Hm. This is an interesting defence of a business model that's been superseded, but it remains kind of dumb. Should I be sued for telling someone about a News Corp story? But what if I was to read out that story in a public place or even to a family gathering? Does that make me a bad person? Shouldn't they be buying their own copies of his papers? What if I give someone a copy of the Times on the train after I've finished with it?
I'm afraid I don't buy the "have your cake and eat it" approach to robots.txt. I can fully understand why Murdoch and the other media barons want to wrest back control - but it's, at best, a rearguard action against the horde. If he doesn't want people using copyright material, he has an option and should use it. His loss, I suspect...
(Besides, and maybe I'm being horribly uninformed here, doesn't a subs-only site effectively mean he can still have keywords on Google search and even News, but the links hit a pay wall? That's what seems to happen with my Google News Alerts referencing Financial News, for example...)
I'm not really defending him - I just think the 'oh use robots.txt' response is a bit misleading.
But building on your analogy, if you hired a venue and charged people to listen to you reading out copyrighted content, I guess they probably would sue you ...
Malcolm,
Are you implying that it is not possible to unsubscribe from being indexed in Google News?
You can't use robots.txt to stay out of google news without also affecting your position in the main index. Obviously you could take yourself out of both ...
Yes, but I meant something else - if you can't get out of Google News index using some other way, like for example formally asking the Google News team etc.
Peter - there was that Belgian court case, where Google did say: "And if a newspaper does not want to be part of Google News we remove their content from our index –- all they have to do is ask." So maybe you can.
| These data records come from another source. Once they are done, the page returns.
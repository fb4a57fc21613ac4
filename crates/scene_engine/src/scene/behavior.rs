//! Per-node behavior hooks
//!
//! Behaviors are the customization seam of the scene tree. Every hook has a
//! no-op default so implementors only override what they need.

use crate::foundation::collections::NodeId;
use crate::render::Canvas;
use super::{FrameContext, SceneGraph};

/// Behavior attached to a scene node
///
/// While a hook runs the behavior is temporarily detached from its node, so
/// the hook is free to mutate the graph, including its own node. If the hook
/// removes its own node, [`on_removed`](NodeBehavior::on_removed) is called
/// once the hook returns.
pub trait NodeBehavior {
    /// Per-frame logic, called before the node's children are processed
    fn process(&mut self, _node: NodeId, _graph: &mut SceneGraph, _ctx: &mut FrameContext) {}

    /// Per-frame drawing, called before the node's children are drawn
    fn render(&self, _node: NodeId, _graph: &SceneGraph, _canvas: &mut dyn Canvas) {}

    /// Called after the built-in collision response for this node's body
    fn on_collision(&mut self, _node: NodeId, _other: NodeId, _graph: &mut SceneGraph) {}

    /// Called once when the node is torn down; release external resources here
    fn on_removed(&mut self, _node: NodeId) {}
}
Malcolm, I work with the Google News team in the U.S. Sorry for adding this comment so late after the initial posting, but I want to make clear that publishers absolutely can be removed from Google News while remaining in web search. The vast majority of publishers choose to make their content discoverable in Google News because they recognize the value that it provides: We send more than 1 billion clicks a month to news publishers worldwide. But publishers are in control over where and whether their content appears. If a news site is included in Google News and no longer wishes to be, all the webmaster needs to do is tell us that. Here's a link from our Google News publisher help center with simple instructions: http://www.google.com/support/news_pub/bin/answer.py?hl=en&answer=94003
Hi, Chris. Thanks for commenting. Could you clarify something? The original post of google's that I referenced above suggested using robots.txt to stay out of google news. That will also keep you out of the main google index, however, as I pointed out.
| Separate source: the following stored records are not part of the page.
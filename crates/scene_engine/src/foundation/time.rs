//! Time management utilities

use std::time::{Duration, Instant};

/// Frame timer driving the per-frame `delta`
///
/// The first [`tick`](Timer::tick) reports a delta of zero; every later tick
/// reports the seconds elapsed since the previous one.
pub struct Timer {
    last_frame: Option<Instant>,
    delta_time: f32,
    total_time: f32,
    frame_count: u64,
}

impl Default for Timer {
    fn default() -> Self {
        Self::new()
    }
}

impl Timer {
    /// Create a new timer that has not ticked yet
    pub fn new() -> Self {
        Self {
            last_frame: None,
            delta_time: 0.0,
            total_time: 0.0,
            frame_count: 0,
        }
    }

    /// Advance the timer by one frame and return the new delta in seconds
    pub fn tick(&mut self) -> f32 {
        let now = Instant::now();
        let delta = self
            .last_frame
            .map_or(0.0, |last| now.duration_since(last).as_secs_f32());
        self.last_frame = Some(now);
        self.advance(delta)
    }

    /// Advance the timer by an externally supplied delta
    ///
    /// Used when the host owns frame scheduling or when a fixed timestep is
    /// configured.
    pub fn advance(&mut self, delta: f32) -> f32 {
        self.delta_time = delta;
        self.total_time += delta;
        self.frame_count += 1;
        delta
    }

    /// Get the time since the last frame in seconds
    pub fn delta_time(&self) -> f32 {
        self.delta_time
    }

    /// Get the total elapsed time across all ticks
    pub fn total_time(&self) -> f32 {
        self.total_time
    }

    /// Get the current frame count
    pub fn frame_count(&self) -> u64 {
        self.frame_count
    }

    /// Get the average FPS since the first tick
    #[allow(clippy::cast_precision_loss)]
    pub fn average_fps(&self) -> f32 {
        if self.total_time > 0.0 {
            self.frame_count as f32 / self.total_time
        } else {
            0.0
        }
    }
}

/// Simple stopwatch for measuring elapsed time
pub struct Stopwatch {
    start_time: Option<Instant>,
    elapsed: Duration,
}

impl Default for Stopwatch {
    fn default() -> Self {
        Self::new()
    }
}

impl Stopwatch {
    /// Create a new stopped stopwatch
    pub fn new() -> Self {
        Self {
            start_time: None,
            elapsed: Duration::ZERO,
        }
    }

    /// Create a new stopwatch and start it immediately
    pub fn start_new() -> Self {
        let mut stopwatch = Self::new();
        stopwatch.start();
        stopwatch
    }

    /// Start the stopwatch
    pub fn start(&mut self) {
        self.start_time = Some(Instant::now());
    }

    /// Stop the stopwatch and accumulate elapsed time
    pub fn stop(&mut self) {
        if let Some(start) = self.start_time.take() {
            self.elapsed += start.elapsed();
        }
    }

    /// Get the elapsed time
    pub fn elapsed(&self) -> Duration {
        let running = self.start_time.map_or(Duration::ZERO, |start| start.elapsed());
        self.elapsed + running
    }

    /// Get the elapsed time in whole microseconds
    pub fn elapsed_micros(&self) -> u64 {
        u64::try_from(self.elapsed().as_micros()).unwrap_or(u64::MAX)
    }

    /// Check if the stopwatch is currently running
    pub fn is_running(&self) -> bool {
        self.start_time.is_some()
    }
}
Is the link you've just suggested one that lets you manually ask to be taken out of google news but remain in the main web index?
Malcolm, The blog post in July provided a reminder for how publishers can remove themselves from Google search results in general, if they choose to do so. Using robots.txt would apply to both Google News and Google web search.
But if publishers want to be removed from Google News only, there is a simple way: Just tell us, using the link in my comment above. If they're already in web search they will remain there, and our search algorithm won't treat them any differently.
Chris - thanks a lot. I'll add a link to your comment over at http://onlinejournalismblog.com/2009/08/06/should-murdoch-win-any-lawsuit-against-google/ where I cross-posted this.
PS I'd like my blog to be in google news, just to be clear!